#### [What you need to do]
Where does the word "TokioExecutor" occur in the data below? Copy each line that holds it.

#### [Provided records]
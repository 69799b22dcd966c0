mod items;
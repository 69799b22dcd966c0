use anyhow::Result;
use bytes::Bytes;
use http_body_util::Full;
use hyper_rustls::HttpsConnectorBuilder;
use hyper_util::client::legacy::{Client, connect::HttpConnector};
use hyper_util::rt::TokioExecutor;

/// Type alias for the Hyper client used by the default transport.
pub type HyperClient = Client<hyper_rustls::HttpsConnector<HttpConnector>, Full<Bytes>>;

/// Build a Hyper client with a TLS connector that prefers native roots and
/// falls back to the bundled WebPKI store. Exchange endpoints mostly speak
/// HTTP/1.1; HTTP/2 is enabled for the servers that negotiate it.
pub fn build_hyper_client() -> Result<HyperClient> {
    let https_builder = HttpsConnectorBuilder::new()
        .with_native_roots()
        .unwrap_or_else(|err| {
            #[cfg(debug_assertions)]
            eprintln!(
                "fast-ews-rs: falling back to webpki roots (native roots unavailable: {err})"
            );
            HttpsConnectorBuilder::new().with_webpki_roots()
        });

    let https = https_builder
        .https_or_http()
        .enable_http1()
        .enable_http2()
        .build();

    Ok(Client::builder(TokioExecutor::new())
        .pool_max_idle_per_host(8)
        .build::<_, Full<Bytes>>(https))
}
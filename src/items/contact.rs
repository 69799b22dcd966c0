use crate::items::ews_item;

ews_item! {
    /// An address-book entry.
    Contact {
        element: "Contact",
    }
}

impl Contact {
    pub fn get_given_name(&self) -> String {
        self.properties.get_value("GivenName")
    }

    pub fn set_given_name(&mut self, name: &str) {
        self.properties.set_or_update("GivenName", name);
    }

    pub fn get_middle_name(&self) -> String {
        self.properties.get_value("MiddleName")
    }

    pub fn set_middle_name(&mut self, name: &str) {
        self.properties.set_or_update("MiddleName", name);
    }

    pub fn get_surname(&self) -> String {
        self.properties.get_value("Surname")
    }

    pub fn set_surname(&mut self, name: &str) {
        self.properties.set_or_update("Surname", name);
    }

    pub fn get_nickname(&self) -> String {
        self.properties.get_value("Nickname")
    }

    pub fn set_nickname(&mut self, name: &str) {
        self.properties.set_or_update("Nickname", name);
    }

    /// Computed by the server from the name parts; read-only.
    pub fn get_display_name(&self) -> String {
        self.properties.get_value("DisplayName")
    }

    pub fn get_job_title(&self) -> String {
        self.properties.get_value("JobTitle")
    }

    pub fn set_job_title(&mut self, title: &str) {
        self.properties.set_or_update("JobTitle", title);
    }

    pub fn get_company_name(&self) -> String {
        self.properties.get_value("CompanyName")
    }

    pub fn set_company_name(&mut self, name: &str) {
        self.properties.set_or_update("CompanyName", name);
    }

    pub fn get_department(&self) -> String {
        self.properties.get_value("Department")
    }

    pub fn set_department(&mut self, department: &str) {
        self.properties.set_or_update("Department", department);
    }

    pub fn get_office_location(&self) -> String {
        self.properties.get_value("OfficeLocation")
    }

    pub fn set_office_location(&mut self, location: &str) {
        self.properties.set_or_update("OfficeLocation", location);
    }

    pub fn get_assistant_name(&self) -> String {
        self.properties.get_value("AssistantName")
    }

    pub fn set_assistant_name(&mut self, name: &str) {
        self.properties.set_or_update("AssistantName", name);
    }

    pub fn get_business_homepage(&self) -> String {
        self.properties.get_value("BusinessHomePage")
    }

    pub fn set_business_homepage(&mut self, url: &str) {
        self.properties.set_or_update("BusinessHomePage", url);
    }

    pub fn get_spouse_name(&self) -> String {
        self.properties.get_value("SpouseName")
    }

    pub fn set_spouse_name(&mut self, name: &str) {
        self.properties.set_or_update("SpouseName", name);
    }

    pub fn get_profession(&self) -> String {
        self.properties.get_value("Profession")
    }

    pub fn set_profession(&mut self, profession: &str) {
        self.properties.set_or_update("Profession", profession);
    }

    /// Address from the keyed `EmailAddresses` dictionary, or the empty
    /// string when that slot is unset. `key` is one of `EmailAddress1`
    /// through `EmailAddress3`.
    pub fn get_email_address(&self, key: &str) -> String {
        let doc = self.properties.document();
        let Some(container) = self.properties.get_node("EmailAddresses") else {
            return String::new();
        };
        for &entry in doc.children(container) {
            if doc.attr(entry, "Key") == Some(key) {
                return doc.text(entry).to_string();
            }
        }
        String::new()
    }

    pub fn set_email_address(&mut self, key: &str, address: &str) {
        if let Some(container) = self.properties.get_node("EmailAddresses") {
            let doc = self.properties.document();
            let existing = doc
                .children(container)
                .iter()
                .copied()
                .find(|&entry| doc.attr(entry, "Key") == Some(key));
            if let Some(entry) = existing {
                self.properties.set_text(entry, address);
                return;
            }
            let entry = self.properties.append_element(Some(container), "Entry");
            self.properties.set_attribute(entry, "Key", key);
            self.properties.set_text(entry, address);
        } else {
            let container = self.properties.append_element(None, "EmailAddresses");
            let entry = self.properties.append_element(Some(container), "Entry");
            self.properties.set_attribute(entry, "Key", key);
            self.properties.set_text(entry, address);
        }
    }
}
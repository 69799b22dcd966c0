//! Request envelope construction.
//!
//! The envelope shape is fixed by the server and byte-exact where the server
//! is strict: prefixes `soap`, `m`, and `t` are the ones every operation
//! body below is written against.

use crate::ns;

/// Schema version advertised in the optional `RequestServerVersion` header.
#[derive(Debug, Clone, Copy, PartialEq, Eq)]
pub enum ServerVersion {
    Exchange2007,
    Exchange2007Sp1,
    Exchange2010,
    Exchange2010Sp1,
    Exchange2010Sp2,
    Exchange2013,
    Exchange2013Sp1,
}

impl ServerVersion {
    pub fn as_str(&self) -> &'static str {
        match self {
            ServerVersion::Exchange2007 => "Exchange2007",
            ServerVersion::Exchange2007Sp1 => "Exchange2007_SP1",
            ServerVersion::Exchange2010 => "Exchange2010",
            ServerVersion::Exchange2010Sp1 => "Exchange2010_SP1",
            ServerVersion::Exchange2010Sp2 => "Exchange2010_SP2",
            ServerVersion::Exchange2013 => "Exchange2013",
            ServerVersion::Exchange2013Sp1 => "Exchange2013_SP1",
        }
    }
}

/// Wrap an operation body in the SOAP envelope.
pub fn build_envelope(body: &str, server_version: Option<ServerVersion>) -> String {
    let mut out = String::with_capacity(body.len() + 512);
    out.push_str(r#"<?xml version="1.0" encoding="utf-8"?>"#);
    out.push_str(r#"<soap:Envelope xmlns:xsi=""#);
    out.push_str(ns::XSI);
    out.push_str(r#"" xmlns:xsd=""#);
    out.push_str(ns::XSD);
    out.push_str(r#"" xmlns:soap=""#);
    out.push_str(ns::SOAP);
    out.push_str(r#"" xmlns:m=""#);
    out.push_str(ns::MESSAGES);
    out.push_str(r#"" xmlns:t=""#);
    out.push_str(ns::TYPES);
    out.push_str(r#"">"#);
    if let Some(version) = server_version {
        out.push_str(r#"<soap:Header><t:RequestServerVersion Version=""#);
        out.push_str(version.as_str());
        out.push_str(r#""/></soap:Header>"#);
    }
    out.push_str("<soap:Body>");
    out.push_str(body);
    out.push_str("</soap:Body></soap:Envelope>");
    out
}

#### [Result]
use hyper_util::rt::TokioExecutor;
    Ok(Client::builder(TokioExecutor::new())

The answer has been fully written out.